Stored data:
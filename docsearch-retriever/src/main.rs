use clap::{Parser, Subcommand};
use docsearch_embed::DEFAULT_DIMENSION;
use docsearch_retriever::{
    config::{EmbeddingBackend, RetrieverConfig, StoreBackend, open_index},
    retrieval::{IngestReport, SearchRequest, StatsResponse},
    storage::{SearchResult, SqliteIndex},
};
use std::path::{Path, PathBuf};
use std::process;

/// Name of the configuration file picked up from the working directory.
const DEFAULT_CONFIG_FILE: &str = "docsearch.toml";

/// Index PDF and DOCX documents and search them by meaning.
#[derive(Parser, Debug)]
#[command(author, version, about, long_about = None)]
struct Args {
    /// Configuration file (defaults to ./docsearch.toml when present)
    #[arg(short, long, global = true)]
    config: Option<PathBuf>,

    /// Index backend: flat or sqlite
    #[arg(long, global = true)]
    backend: Option<StoreBackend>,

    /// Snapshot directory of the flat index
    #[arg(long, global = true)]
    store_path: Option<PathBuf>,

    /// Database file of the SQLite index
    #[arg(long, global = true)]
    database: Option<PathBuf>,

    /// Embedding provider: fastembed or hashing
    #[arg(long, global = true)]
    embedder: Option<EmbeddingBackend>,

    /// Increase log verbosity (-v debug, -vv trace)
    #[arg(short, long, action = clap::ArgAction::Count, global = true)]
    verbose: u8,

    #[command(subcommand)]
    command: Commands,
}

#[derive(Subcommand, Debug)]
enum Commands {
    /// Index every PDF and DOCX document in a directory
    Index {
        /// Directory to scan (defaults to documents_dir from the configuration)
        #[arg(short, long)]
        dir: Option<PathBuf>,
        /// Clear the index before indexing
        #[arg(long)]
        reindex: bool,
        /// Output format
        #[arg(short, long, default_value = "summary")]
        format: OutputFormat,
    },
    /// Search indexed chunks
    Search {
        /// Natural-language query
        query: String,
        /// Maximum number of results
        #[arg(short, default_value_t = 5)]
        k: usize,
        /// Only chunks mentioning this year
        #[arg(long)]
        year: Option<i32>,
        /// Only chunks with a year in this inclusive range, e.g. 1850-1900
        #[arg(long, value_parser = parse_year_range)]
        year_range: Option<(i32, i32)>,
        /// Only chunks whose location contains this text (case-insensitive)
        #[arg(long)]
        location: Option<String>,
        /// Only chunks from this source file name
        #[arg(long)]
        source_file: Option<String>,
        /// Output format
        #[arg(short, long, default_value = "summary")]
        format: OutputFormat,
    },
    /// Show index statistics
    Stats {
        /// Output format
        #[arg(short, long, default_value = "summary")]
        format: OutputFormat,
    },
    /// Remove every chunk from the index
    Clear,
    /// Recluster the SQLite index lists
    Train {
        /// Maximum k-means iterations
        #[arg(long, default_value_t = 10)]
        iterations: usize,
    },
}

#[derive(Debug, Clone, PartialEq)]
enum OutputFormat {
    Summary,
    Full,
    Json,
}

impl std::str::FromStr for OutputFormat {
    type Err = String;

    fn from_str(s: &str) -> Result<Self, Self::Err> {
        match s.to_lowercase().as_str() {
            "summary" => Ok(OutputFormat::Summary),
            "full" => Ok(OutputFormat::Full),
            "json" => Ok(OutputFormat::Json),
            _ => Err(format!("Invalid format: {s}")),
        }
    }
}

fn parse_year_range(s: &str) -> Result<(i32, i32), String> {
    let (from, to) = s
        .split_once('-')
        .ok_or_else(|| format!("Invalid year range: {s} (expected FROM-TO)"))?;
    let parse = |part: &str| {
        part.trim()
            .parse::<i32>()
            .map_err(|_| format!("Invalid year in range: {part}"))
    };
    Ok((parse(from)?, parse(to)?))
}

#[tokio::main]
async fn main() {
    let args = Args::parse();
    init_logging(args.verbose);

    if let Err(e) = run(args).await {
        eprintln!("Error: {e:#}");
        process::exit(1);
    }
}

fn init_logging(verbose: u8) {
    let level = match verbose {
        0 => tracing::Level::INFO,
        1 => tracing::Level::DEBUG,
        _ => tracing::Level::TRACE,
    };
    tracing_subscriber::fmt()
        .with_max_level(level)
        .with_writer(std::io::stderr)
        .init();
}

fn load_config(args: &Args) -> anyhow::Result<RetrieverConfig> {
    let mut config = match &args.config {
        Some(path) => RetrieverConfig::load(path)?,
        None if Path::new(DEFAULT_CONFIG_FILE).exists() => {
            RetrieverConfig::load(Path::new(DEFAULT_CONFIG_FILE))?
        }
        None => RetrieverConfig::default(),
    };

    if let Some(backend) = args.backend {
        config.store.backend = backend;
    }
    if let Some(path) = &args.store_path {
        config.store.path = path.clone();
    }
    if let Some(database) = &args.database {
        config.store.database = database.clone();
    }
    if let Some(embedder) = args.embedder {
        config.embedding.provider = embedder;
    }
    Ok(config)
}

async fn run(args: Args) -> anyhow::Result<()> {
    let config = load_config(&args)?;

    match args.command {
        Commands::Index {
            dir,
            reindex,
            format,
        } => {
            let dir = dir.unwrap_or_else(|| config.documents_dir.clone());
            let ingestor = config.open_ingestor().await?;
            let report = ingestor.index_directory(&dir, reindex).await?;
            print_report(&report, &format)?;
            Ok(())
        }
        Commands::Search {
            query,
            k,
            year,
            year_range,
            location,
            source_file,
            format,
        } => {
            let request = SearchRequest {
                query,
                k,
                date_year: year,
                date_year_range: year_range,
                location,
                source_file,
            };
            let service = config.open_service().await?;
            let results = service.search(&request).await?;
            print_results(&results, &format)?;
            Ok(())
        }
        Commands::Stats { format } => {
            // Neither stats nor clear need the embedding model.
            let index = open_index(&config.store, DEFAULT_DIMENSION).await?;
            let stats = StatsResponse::from(index.stats().await?);
            print_stats(&stats, index.backend_name(), &format)?;
            Ok(())
        }
        Commands::Clear => {
            let index = open_index(&config.store, DEFAULT_DIMENSION).await?;
            index.clear().await?;
            println!("Cleared {} index", index.backend_name());
            Ok(())
        }
        Commands::Train { iterations } => {
            if config.store.backend != StoreBackend::Sqlite {
                anyhow::bail!("train is only available for the sqlite backend");
            }
            let index = SqliteIndex::open(
                &config.store.database,
                DEFAULT_DIMENSION,
                config.store.sqlite_options(),
            )
            .await?;
            let lists = index.train_lists(iterations).await?;
            println!("Trained {lists} lists");
            Ok(())
        }
    }
}

fn print_report(report: &IngestReport, format: &OutputFormat) -> anyhow::Result<()> {
    if *format == OutputFormat::Json {
        println!("{}", serde_json::to_string_pretty(report)?);
        return Ok(());
    }

    println!("Indexing complete:");
    println!("  Files found: {}", report.files_found);
    println!("  Files indexed: {}", report.files_indexed);
    println!("  Files skipped (already indexed): {}", report.files_skipped);
    println!("  Chunks added: {}", report.chunks_added);
    println!("  Total chunks: {}", report.total_chunks);
    if !report.failures.is_empty() {
        println!("  Failed files: {}", report.failures.len());
        for failure in &report.failures {
            println!("    {}: {}", failure.path.display(), failure.error);
        }
    }
    Ok(())
}

fn print_results(results: &[SearchResult], format: &OutputFormat) -> anyhow::Result<()> {
    match format {
        OutputFormat::Json => {
            println!("{}", serde_json::to_string_pretty(results)?);
        }
        OutputFormat::Summary => {
            println!("Found {} results:", results.len());
            for (rank, result) in results.iter().enumerate() {
                let md = &result.metadata;
                println!(
                    "  {}. Similarity: {:.3} | File: {} | Chunk: {} | Year: {} | Location: {}",
                    rank + 1,
                    result.similarity,
                    md.source_file.as_deref().unwrap_or("-"),
                    md.chunk_index,
                    md.date_year.map(|y| y.to_string()).unwrap_or_else(|| "-".into()),
                    md.location.as_deref().unwrap_or("-"),
                );
                println!(
                    "     {}",
                    result.text.chars().take(100).collect::<String>()
                );
            }
        }
        OutputFormat::Full => {
            for result in results {
                println!("Similarity: {:.3}", result.similarity);
                println!("Distance: {:.4}", result.distance);
                println!("Metadata: {}", serde_json::to_string(&result.metadata)?);
                println!("Content:\n{}", result.text);
                println!("---");
            }
        }
    }
    Ok(())
}

fn print_stats(stats: &StatsResponse, backend: &str, format: &OutputFormat) -> anyhow::Result<()> {
    if *format == OutputFormat::Json {
        println!("{}", serde_json::to_string_pretty(stats)?);
        return Ok(());
    }

    println!("Index Statistics ({backend}):");
    println!("  Total chunks: {}", stats.total_chunks);
    println!("  Unique files: {}", stats.unique_files);
    println!("  Dimension: {}", stats.dimension);
    if let Some(year_range) = &stats.year_range {
        println!("  Years: {year_range}");
    }
    Ok(())
}

#[cfg(test)]
mod tests {
    use super::*;

    #[test]
    fn test_parse_year_range() {
        assert_eq!(parse_year_range("1850-1900"), Ok((1850, 1900)));
        assert_eq!(parse_year_range(" 1900 - 1850 "), Ok((1900, 1850)));
        assert!(parse_year_range("1850").is_err());
        assert!(parse_year_range("abc-1900").is_err());
    }

    #[test]
    fn test_args_parse() {
        let args = Args::try_parse_from([
            "docsearch",
            "--backend",
            "sqlite",
            "search",
            "gold lease",
            "-k",
            "3",
            "--year-range",
            "1850-1900",
            "--location",
            "bendigo",
        ])
        .unwrap();

        assert_eq!(args.backend, Some(StoreBackend::Sqlite));
        match args.command {
            Commands::Search {
                query,
                k,
                year_range,
                location,
                ..
            } => {
                assert_eq!(query, "gold lease");
                assert_eq!(k, 3);
                assert_eq!(year_range, Some((1850, 1900)));
                assert_eq!(location.as_deref(), Some("bendigo"));
            }
            other => panic!("unexpected command: {other:?}"),
        }
    }

    #[test]
    fn test_global_flags_after_subcommand() {
        let args = Args::try_parse_from(["docsearch", "stats", "--embedder", "hashing", "-v"])
            .unwrap();
        assert_eq!(args.embedder, Some(EmbeddingBackend::Hashing));
        assert_eq!(args.verbose, 1);
    }
}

## Task directions
Answer with one number: how many lines of the entries above include the word "defaults".

## Task solution
2